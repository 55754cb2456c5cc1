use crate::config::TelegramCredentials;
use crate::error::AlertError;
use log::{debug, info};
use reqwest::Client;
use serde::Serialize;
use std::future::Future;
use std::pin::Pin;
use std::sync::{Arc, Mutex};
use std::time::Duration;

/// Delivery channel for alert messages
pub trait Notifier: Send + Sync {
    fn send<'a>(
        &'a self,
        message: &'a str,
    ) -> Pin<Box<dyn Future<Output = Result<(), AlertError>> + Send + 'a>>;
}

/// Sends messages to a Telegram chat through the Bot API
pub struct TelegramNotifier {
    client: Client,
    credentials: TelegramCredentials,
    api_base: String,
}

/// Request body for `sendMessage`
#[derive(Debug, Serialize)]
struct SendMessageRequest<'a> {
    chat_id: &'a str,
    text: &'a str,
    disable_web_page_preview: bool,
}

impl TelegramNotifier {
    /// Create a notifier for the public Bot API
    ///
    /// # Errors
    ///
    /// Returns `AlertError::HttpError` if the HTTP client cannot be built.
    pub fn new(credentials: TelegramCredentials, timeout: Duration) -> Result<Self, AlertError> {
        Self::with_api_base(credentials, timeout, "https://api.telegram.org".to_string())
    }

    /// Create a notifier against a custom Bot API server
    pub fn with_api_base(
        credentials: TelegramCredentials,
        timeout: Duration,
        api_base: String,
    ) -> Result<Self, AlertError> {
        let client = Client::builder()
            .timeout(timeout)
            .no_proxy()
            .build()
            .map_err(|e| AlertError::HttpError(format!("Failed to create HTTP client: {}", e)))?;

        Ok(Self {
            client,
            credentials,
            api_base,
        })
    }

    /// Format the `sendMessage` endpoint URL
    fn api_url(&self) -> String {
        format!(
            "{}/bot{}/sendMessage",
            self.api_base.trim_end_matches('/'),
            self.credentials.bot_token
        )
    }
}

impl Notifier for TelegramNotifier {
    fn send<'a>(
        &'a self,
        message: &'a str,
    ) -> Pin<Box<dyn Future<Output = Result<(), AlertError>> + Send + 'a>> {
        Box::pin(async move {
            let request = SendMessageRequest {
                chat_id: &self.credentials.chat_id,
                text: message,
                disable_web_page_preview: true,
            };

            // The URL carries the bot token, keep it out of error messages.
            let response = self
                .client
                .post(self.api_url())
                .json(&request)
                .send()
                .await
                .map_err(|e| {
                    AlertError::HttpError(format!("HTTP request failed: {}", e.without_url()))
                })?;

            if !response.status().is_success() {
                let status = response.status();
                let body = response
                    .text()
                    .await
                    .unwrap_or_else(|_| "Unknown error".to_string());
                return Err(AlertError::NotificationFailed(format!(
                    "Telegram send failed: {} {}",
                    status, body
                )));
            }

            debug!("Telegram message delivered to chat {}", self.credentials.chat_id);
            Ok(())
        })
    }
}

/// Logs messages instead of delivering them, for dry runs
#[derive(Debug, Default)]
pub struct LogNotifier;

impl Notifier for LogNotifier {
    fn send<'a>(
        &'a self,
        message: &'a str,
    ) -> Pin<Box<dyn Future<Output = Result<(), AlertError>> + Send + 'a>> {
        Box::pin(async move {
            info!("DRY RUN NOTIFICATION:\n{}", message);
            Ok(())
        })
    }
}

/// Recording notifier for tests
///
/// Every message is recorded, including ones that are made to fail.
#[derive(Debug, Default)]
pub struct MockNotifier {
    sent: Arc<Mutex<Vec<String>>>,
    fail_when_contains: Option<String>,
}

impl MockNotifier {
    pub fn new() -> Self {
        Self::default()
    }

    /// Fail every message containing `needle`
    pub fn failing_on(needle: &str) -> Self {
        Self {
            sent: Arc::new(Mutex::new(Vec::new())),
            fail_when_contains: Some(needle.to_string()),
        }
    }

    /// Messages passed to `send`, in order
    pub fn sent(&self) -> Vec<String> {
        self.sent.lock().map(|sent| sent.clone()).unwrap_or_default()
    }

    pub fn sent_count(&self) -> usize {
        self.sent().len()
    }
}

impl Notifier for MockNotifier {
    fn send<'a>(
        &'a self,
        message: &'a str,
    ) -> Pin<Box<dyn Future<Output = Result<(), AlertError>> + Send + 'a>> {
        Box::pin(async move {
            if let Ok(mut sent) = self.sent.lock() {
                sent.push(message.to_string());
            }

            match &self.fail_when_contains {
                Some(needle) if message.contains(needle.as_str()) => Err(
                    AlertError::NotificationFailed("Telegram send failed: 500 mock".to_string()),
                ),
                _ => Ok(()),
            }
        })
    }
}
◇ ◇ ◇
*PROBLEM*
When you reach this point, go back and write out each record above exactly.

*ANSWER AREA*
repository 55754cb2456c5cc1
use crate::config::TelegramCredentials;
use crate::error::AlertError;
use log::{debug, info};
use reqwest::Client;
use serde::Serialize;
use std::future::Future;
use std::pin::Pin;
use std::sync::{Arc, Mutex};
use std::time::Duration;

/// Delivery channel for alert messages
pub trait Notifier: Send + Sync {
    fn send<'a>(
        &'a self,
        message: &'a str,
    ) -> Pin<Box<dyn Future<Output = Result<(), AlertError>> + Send + 'a>>;
}

/// Sends messages to a Telegram chat through the Bot API
pub struct TelegramNotifier {
    client: Client,
    credentials: TelegramCredentials,
    api_base: String,
}

/// Request body for `sendMessage`
#[derive(Debug, Serialize)]
struct SendMessageRequest<'a> {
    chat_id: &'a str,
    text: &'a str,
    disable_web_page_preview: bool,
}

impl TelegramNotifier {
    /// Create a notifier for the public Bot API
    ///
    /// # Errors
    ///
    /// Returns `AlertError::HttpError` if the HTTP client cannot be built.
    pub fn new(credentials: TelegramCredentials, timeout: Duration) -> Result<Self, AlertError> {
        Self::with_api_base(credentials, timeout, "https://api.telegram.org".to_string())
    }

    /// Create a notifier against a custom Bot API server
    pub fn with_api_base(
        credentials: TelegramCredentials,
        timeout: Duration,
        api_base: String,
    ) -> Result<Self, AlertError> {
        let client = Client::builder()
            .timeout(timeout)
            .no_proxy()
            .build()
            .map_err(|e| AlertError::HttpError(format!("Failed to create HTTP client: {}", e)))?;

        Ok(Self {
            client,
            credentials,
            api_base,
        })
    }

    /// Format the `sendMessage` endpoint URL
    fn api_url(&self) -> String {
        format!(
            "{}/bot{}/sendMessage",
            self.api_base.trim_end_matches('/'),
            self.credentials.bot_token
        )
    }
}

impl Notifier for TelegramNotifier {
    fn send<'a>(
        &'a self,
        message: &'a str,
    ) -> Pin<Box<dyn Future<Output = Result<(), AlertError>> + Send + 'a>> {
        Box::pin(async move {
            let request = SendMessageRequest {
                chat_id: &self.credentials.chat_id,
                text: message,
                disable_web_page_preview: true,
            };

            // The URL carries the bot token, keep it out of error messages.
            let response = self
                .client
                .post(self.api_url())
                .json(&request)
                .send()
                .await
                .map_err(|e| {
                    AlertError::HttpError(format!("HTTP request failed: {}", e.without_url()))
                })?;

            if !response.status().is_success() {
                let status = response.status();
                let body = response
                    .text()
                    .await
                    .unwrap_or_else(|_| "Unknown error".to_string());
                return Err(AlertError::NotificationFailed(format!(
                    "Telegram send failed: {} {}",
                    status, body
                )));
            }

            debug!("Telegram message delivered to chat {}", self.credentials.chat_id);
            Ok(())
        })
    }
}

/// Logs messages instead of delivering them, for dry runs
#[derive(Debug, Default)]
pub struct LogNotifier;

impl Notifier for LogNotifier {
    fn send<'a>(
        &'a self,
        message: &'a str,
    ) -> Pin<Box<dyn Future<Output = Result<(), AlertError>> + Send + 'a>> {
        Box::pin(async move {
            info!("DRY RUN NOTIFICATION:\n{}", message);
            Ok(())
        })
    }
}

/// Recording notifier for tests
///
/// Every message is recorded, including ones that are made to fail.
#[derive(Debug, Default)]
pub struct MockNotifier {
    sent: Arc<Mutex<Vec<String>>>,
    fail_when_contains: Option<String>,
}

impl MockNotifier {
    pub fn new() -> Self {
        Self::default()
    }

    /// Fail every message containing `needle`
    pub fn failing_on(needle: &str) -> Self {
        Self {
            sent: Arc::new(Mutex::new(Vec::new())),
            fail_when_contains: Some(needle.to_string()),
        }
    }

    /// Messages passed to `send`, in order
    pub fn sent(&self) -> Vec<String> {
        self.sent.lock().map(|sent| sent.clone()).unwrap_or_default()
    }

    pub fn sent_count(&self) -> usize {
        self.sent().len()
    }
}

impl Notifier for MockNotifier {
    fn send<'a>(
        &'a self,
        message: &'a str,
    ) -> Pin<Box<dyn Future<Output = Result<(), AlertError>> + Send + 'a>> {
        Box::pin(async move {
            if let Ok(mut sent) = self.sent.lock() {
                sent.push(message.to_string());
            }

            match &self.fail_when_contains {
                Some(needle) if message.contains(needle.as_str()) => Err(
                    AlertError::NotificationFailed("Telegram send failed: 500 mock".to_string()),
                ),
                _ => Ok(()),
            }
        })
    }
}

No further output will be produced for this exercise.